3. After obtaining our filtered list of candidate secrets, we now wanted to ensure that the secrets were "valid". For ethical reasons, we would not attempt to use the secrets, and so we built a set of validity filters that would give us high confidence of validity. As an example, we built an entropy filter that would ensure that the secrets exhibited a high degree of randomness.

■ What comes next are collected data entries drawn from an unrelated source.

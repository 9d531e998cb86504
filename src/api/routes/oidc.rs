//! OIDC login routes.
//!
//! The login route issues a random CSRF state, stores it in a short-lived
//! cookie, and redirects to the provider; the callback checks the state,
//! resolves the external identity to an account, and starts a session.

use axum::Json;
use axum::extract::{Query, State};
use axum::http::header::SET_COOKIE;
use axum::response::{AppendHeaders, IntoResponse, Redirect};
use axum::routing::get;
use axum_extra::extract::cookie::CookieJar;
use serde::Deserialize;
use serde_json::json;

use super::app_state::AppState;
use super::auth;
use super::error::ApiError;
use crate::services::oidc_service;

const STATE_COOKIE: &str = "oidc_state";

pub fn router() -> axum::Router<AppState> {
    axum::Router::new()
        .route("/login", get(login))
        .route("/callback", get(callback))
        .route("/enabled", get(enabled))
}

async fn enabled(State(state): State<AppState>) -> Json<serde_json::Value> {
    Json(json!({ "enabled": state.oidc.is_some() }))
}

async fn login(State(state): State<AppState>) -> Result<impl IntoResponse, ApiError> {
    let oidc = state
        .oidc
        .as_ref()
        .ok_or_else(|| ApiError::bad_request("OIDC is not enabled"))?;

    let csrf_state = format!("{:032x}", rand::random::<u128>());
    let cookie = format!(
        "{}={}; Path=/; Max-Age=600; HttpOnly; SameSite=Lax",
        STATE_COOKIE, csrf_state
    );
    let url = oidc.authorize_url(&csrf_state);

    Ok((
        AppendHeaders([(SET_COOKIE, cookie)]),
        Redirect::temporary(&url),
    ))
}

#[derive(Debug, Deserialize)]
struct CallbackQuery {
    code: Option<String>,
    state: Option<String>,
    error: Option<String>,
}

async fn callback(
    State(state): State<AppState>,
    jar: CookieJar,
    Query(query): Query<CallbackQuery>,
) -> Result<impl IntoResponse, ApiError> {
    let oidc = state
        .oidc
        .as_ref()
        .ok_or_else(|| ApiError::bad_request("OIDC is not enabled"))?;

    if let Some(error) = query.error {
        return Err(ApiError::bad_request(format!("Provider error: {}", error)));
    }

    let code = query
        .code
        .filter(|c| !c.is_empty())
        .ok_or_else(|| ApiError::bad_request("Missing authorization code"))?;

    let expected_state = jar
        .get(STATE_COOKIE)
        .map(|c| c.value().to_string())
        .ok_or_else(|| ApiError::bad_request("Missing state cookie"))?;
    if query.state.as_deref() != Some(expected_state.as_str()) {
        return Err(ApiError::bad_request("State mismatch"));
    }

    let identity = oidc.exchange_code(&code).await.map_err(|e| {
        tracing::error!("OIDC code exchange failed: {}", e);
        ApiError::bad_request("Failed to authenticate with provider")
    })?;

    let mut conn = state.pool.acquire().await.map_err(|e| {
        tracing::error!("Failed to acquire connection: {}", e);
        ApiError::internal("Internal server error")
    })?;

    let user = oidc_service::resolve_account(&mut conn, &identity).await?;
    let token = auth::mint_session(&state, &mut conn, user.id, &user.email).await?;

    let session_cookie = auth::session_cookie(&token);
    let clear_state = format!("{}=; Path=/; Max-Age=0; HttpOnly; SameSite=Lax", STATE_COOKIE);

    let frontend = std::env::var("FRONTEND_URL").unwrap_or_else(|_| "/".to_string());

    Ok((
        AppendHeaders([(SET_COOKIE, session_cookie), (SET_COOKIE, clear_state)]),
        Redirect::temporary(&frontend),
    ))
}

Once we had our final set of valid secrets, we were able to perform data analysis.

Analysis

Below, I have highlighted some of our select findings from the analysis:

• Over a period of 6 months, our GitHub Search API approach identified 4,394,476 files with secrets, representing 681,784 repositories. From these, we identified a total of 133,934 unique valid secrets.
  • The median time-to-discovery of a secret from commit push to our system identifying it was 20 seconds, showing that our system worked in near real-time.
  • Within GitHub's API rate limits with a single API key, we were able to achieve 99% of coverage of all commits on GitHub.
• The most commonly leaked secrets were Google API secrets and RSA Private Keys.
• For "mulit-factor" authentication schemes (e.g. for OAuth, you often need a Client ID and a secret), we found that that all required values were leaked together 80% of the time.
• 19% of identified secrets were removed from the repository within 2 weeks of leakage, mostly within the first 24 hours
• We were able to compromise secrets of numerous high value targets, including AWS credentials for a major website relied upon by millions of college applicants in the United States, and AWS credentials for the website of a major government agency in a Western European country.

Publication

I was the primary author of our paper, "How Bad Can It Git? Characterizing Secret Leakage in Public GitHub Repositories". Our paper was accepted for publication by the Network and Distributed Systems Security (NDSS) conference, one of the top-tier academic security conferences. I presented our work at the NDSS Symposium in San Diego, California in Feburary 2019.

Impacts

One of the goals of our paper was to draw attention to the problem and pressure platforms such as GitHub to implement measures on their site to prevent secret leakage. I was very pleased to see that after the publication of our paper, GitHub announced a new feature to implement secret scanning within repositories. In 2024, GitHub also enabled secret scanning on push by default. This is a fantastic feature and I am very glad to know that my work has led to such important changes.